The issue of art in a carceral facility is not a simple one. It certainly should not be used as a wedge issue within a community of artists. Almost nothing that serves people who are incarcerated should ever be written in black and white — with one position taking the moral high ground and the other one accused of capitulating to carcerality. We relate to the inclination to do so. When Percent for Art reached out to us about submitting a project, we almost immediately declined the invitation.

But, as a result of our Justice By Any Medium Necessary campaign a few years ago, we learned, and have stayed committed to, being guided by people who are most impacted by the criminal legal system. So, before making a decision on whether to submit an application, we had conversations with people who are incarcerated both in California and in New York. We also spoke with people who were formerly incarcerated. And, unanimously, everyone told us that we should attempt to create art that would serve the people inside. They were excited and engaged and even gave us four main guides for conceptualizing the art. When we raised the critiques of being complicit with incarceration if we create something for a new jail, people who are incarcerated and formerly incarcerated overwhelmingly and emphatically said: anyone who has been incarcerated would understand why this is so crucial. Critics, they told us, do not know what it’s like to be caged. It’s easy to take a political or even a philosophical position when you are not the one that suffers on a daily basis. We were also forewarned by many people that For Freedoms would become a target for people who do not have the experience of going into carceral facilities on a regular basis. We determined that as long as we were being guided by, and in service to those most impacted, we would take that risk. 

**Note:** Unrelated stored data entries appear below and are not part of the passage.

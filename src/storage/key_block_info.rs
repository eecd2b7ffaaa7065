//! The key-block-info section: sizes and key ranges of every key block.
//!
//! 2.0 layout:
//!
//! ```text
//! u64 block_count | u64 entry_count | u64 info_decompressed_len
//! | u64 info_compressed_len | u64 key_blocks_len | u32 adler32 of the 40 bytes above
//! | framed info block (info_compressed_len bytes)
//! ```
//!
//! 1.x layout: four u32 (`block_count`, `entry_count`, `info_len`, `key_blocks_len`)
//! followed by a raw `info_len`-byte table.
//!
//! Each table row holds the block's entry count, its first and last key and its
//! compressed and decompressed sizes.

use std::io::{Cursor, Read};

use byteorder::{BigEndian, ReadBytesExt};
use log::{debug, warn};

use crate::crypto::encryption::decrypt_salsa20;
use crate::storage::block_codec::read_block;
use crate::storage::header::{FormatVersion, HeaderMetadata};
use crate::storage::reader_helper::{decode_bytes_to_string, UintReader};
use crate::utils::io_utils::{read_exact_to_vec, to_usize};
use crate::{MdictError, Result};

const V2_SUMMARY_LEN: usize = 40;
const V1_SUMMARY_LEN: usize = 16;

/// Description of one key block.
#[derive(Debug, Clone, Default, PartialEq, Eq)]
pub struct KeyBlockInfo {
    pub entry_count: u64,
    pub first_key: String,
    pub last_key: String,
    pub compressed_len: u64,
    pub decompressed_len: u64,
    /// Ordinal of the block's first entry in the whole archive
    pub first_entry: u64,
}

/// The parsed key-block-info section.
#[derive(Debug, Clone, Default)]
pub struct KeyBlockInfoSection {
    pub entry_count: u64,
    /// Total framed size of all key blocks, which follow this section
    pub key_blocks_len: u64,
    pub blocks: Vec<KeyBlockInfo>,
}

struct Summary {
    block_count: u64,
    entry_count: u64,
    info_decompressed_len: u64,
    info_compressed_len: u64,
    key_blocks_len: u64,
}

fn read_v2_summary<R: Read>(reader: &mut R, header: &HeaderMetadata, registration_key: Option<&[u8]>) -> Result<Summary> {
    let mut summary = read_exact_to_vec(reader, V2_SUMMARY_LEN)?;
    if header.encryption.key_info_header {
        let key = registration_key
            .ok_or_else(|| MdictError::decryption_failed("archive is registered, a registration key is required"))?;
        summary = decrypt_salsa20(&summary, key)?;
    }
    let checksum = reader.read_u32::<BigEndian>()?;
    let actual = adler::adler32_slice(&summary);
    if checksum != actual {
        if header.encryption.key_info_header {
            return Err(MdictError::decryption_failed("key block info does not match the registration key"));
        }
        return Err(MdictError::checksum_mismatch(checksum, actual));
    }
    let mut cursor = Cursor::new(&summary);
    Ok(Summary {
        block_count: cursor.read_u64::<BigEndian>()?,
        entry_count: cursor.read_u64::<BigEndian>()?,
        info_decompressed_len: cursor.read_u64::<BigEndian>()?,
        info_compressed_len: cursor.read_u64::<BigEndian>()?,
        key_blocks_len: cursor.read_u64::<BigEndian>()?,
    })
}

fn read_v1_summary<R: Read>(reader: &mut R) -> Result<Summary> {
    let summary = read_exact_to_vec(reader, V1_SUMMARY_LEN)?;
    let mut cursor = Cursor::new(&summary);
    let block_count = cursor.read_u32::<BigEndian>()? as u64;
    let entry_count = cursor.read_u32::<BigEndian>()? as u64;
    let info_len = cursor.read_u32::<BigEndian>()? as u64;
    let key_blocks_len = cursor.read_u32::<BigEndian>()? as u64;
    Ok(Summary {
        block_count,
        entry_count,
        info_decompressed_len: info_len,
        info_compressed_len: info_len,
        key_blocks_len,
    })
}

/// Reads a first/last key of a table row.
fn read_key<R: Read>(reader: &mut UintReader<R>, header: &HeaderMetadata) -> Result<String> {
    let mut length = reader.read_key_len()?;
    // Lengths count code units and exclude the terminator
    let unit = if header.is_utf16() { 2 } else { 1 };
    length *= unit;
    let terminator = match header.version {
        FormatVersion::V1 => 0,
        FormatVersion::V2 => unit,
    };
    let buffer = reader.read_bytes(length + terminator)?;
    Ok(decode_bytes_to_string(&buffer[..length], header.encoding))
}

fn parse_table(table: &[u8], header: &HeaderMetadata, block_count: u64) -> Result<Vec<KeyBlockInfo>> {
    let mut reader = UintReader::new(Cursor::new(table), header.version);
    let mut blocks = Vec::with_capacity(block_count.min(table.len() as u64) as usize);
    let mut first_entry = 0u64;
    for _ in 0..block_count {
        let entry_count = reader.read_uint()?;
        let first_key = read_key(&mut reader, header)?;
        let last_key = read_key(&mut reader, header)?;
        let compressed_len = reader.read_uint()?;
        let decompressed_len = reader.read_uint()?;
        blocks.push(KeyBlockInfo { entry_count, first_key, last_key, compressed_len, decompressed_len, first_entry });
        first_entry = first_entry.checked_add(entry_count)
            .ok_or_else(|| MdictError::corrupt_block("key block entry counts overflow"))?;
    }
    let consumed = reader.into_inner().position() as usize;
    if consumed != table.len() {
        warn!("Key block info table has {} trailing bytes", table.len() - consumed);
        return Err(MdictError::corrupt_block(format!(
            "key block info table is {} bytes, rows use {}", table.len(), consumed
        )));
    }
    Ok(blocks)
}

impl KeyBlockInfoSection {
    /// Reads the section starting at the reader's position, which must be just past
    /// the header. Leaves the reader at the first key block.
    ///
    /// # Arguments
    ///
    /// * `reader` - Source positioned at the section
    /// * `header` - Parsed archive header
    /// * `registration_key` - Salsa20 key, needed only when the summary is encrypted
    pub fn from_reader<R: Read>(reader: &mut R, header: &HeaderMetadata, registration_key: Option<&[u8]>) -> Result<Self> {
        let summary = match header.version {
            FormatVersion::V2 => read_v2_summary(reader, header, registration_key)?,
            FormatVersion::V1 => read_v1_summary(reader)?,
        };
        debug!(
            "Key block info: {} blocks, {} entries, info {} -> {} bytes, key blocks {} bytes",
            summary.block_count, summary.entry_count, summary.info_compressed_len,
            summary.info_decompressed_len, summary.key_blocks_len
        );

        let info_compressed_len = to_usize(summary.info_compressed_len, "key block info size")?;
        let info_decompressed_len = to_usize(summary.info_decompressed_len, "key block info size")?;
        let table = match header.version {
            FormatVersion::V2 => read_block(reader, info_compressed_len, info_decompressed_len, header.encryption.key_info_block)?,
            FormatVersion::V1 => read_exact_to_vec(reader, info_compressed_len)?,
        };

        let blocks = parse_table(&table, header, summary.block_count).map_err(|e| {
            if e.is_truncated_block() {
                MdictError::corrupt_block("key block info table ends inside a row")
            } else {
                e
            }
        })?;

        let compressed_total = blocks.iter().try_fold(0u64, |acc, b| acc.checked_add(b.compressed_len))
            .ok_or_else(|| MdictError::corrupt_block("key block sizes overflow"))?;
        if compressed_total != summary.key_blocks_len {
            return Err(MdictError::corrupt_block(format!(
                "key blocks declared {} bytes, table sums to {}", summary.key_blocks_len, compressed_total
            )));
        }
        let entry_total: u64 = blocks.iter().map(|b| b.entry_count).sum();
        if entry_total != summary.entry_count {
            return Err(MdictError::corrupt_block(format!(
                "key block info declares {} entries, blocks hold {}", summary.entry_count, entry_total
            )));
        }

        Ok(Self { entry_count: summary.entry_count, key_blocks_len: summary.key_blocks_len, blocks })
    }
}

We worked incredibly hard over the course of a year and a half. Percent for Art was also very motivated to include the voices of people who were incarcerated or formerly incarcerated. As you know, we worked with system-impacted artists — some had even been incarcerated at Rikers, which is where most of the population will come from when the new jail opens. And at every turn, we checked in with at least one of the artists to determine what to do next. 

When the article “Why I Refuse to Make Art for Prisons” came out, we were glad these issues were being covered. We’ve had internal conversations about many of the themes covered in the article and though we share a vision for abolition, we have different strategies for getting there. Some folks practice their politics by not engaging at all with a system. This is an absolutely legitimate strategy and we applaud people who stand in their truth in this way. Others, including us, have been in community with people inside, and people who have come home, for too long to take that position. We believe people who are currently inside deserve services, need our attention, and have a right to beauty and art. And we stand strongly and confidently in our decision to be guided by those most impacted by the systems with which we engage. They have the highest moral authority, and it is the only one to which we would submit.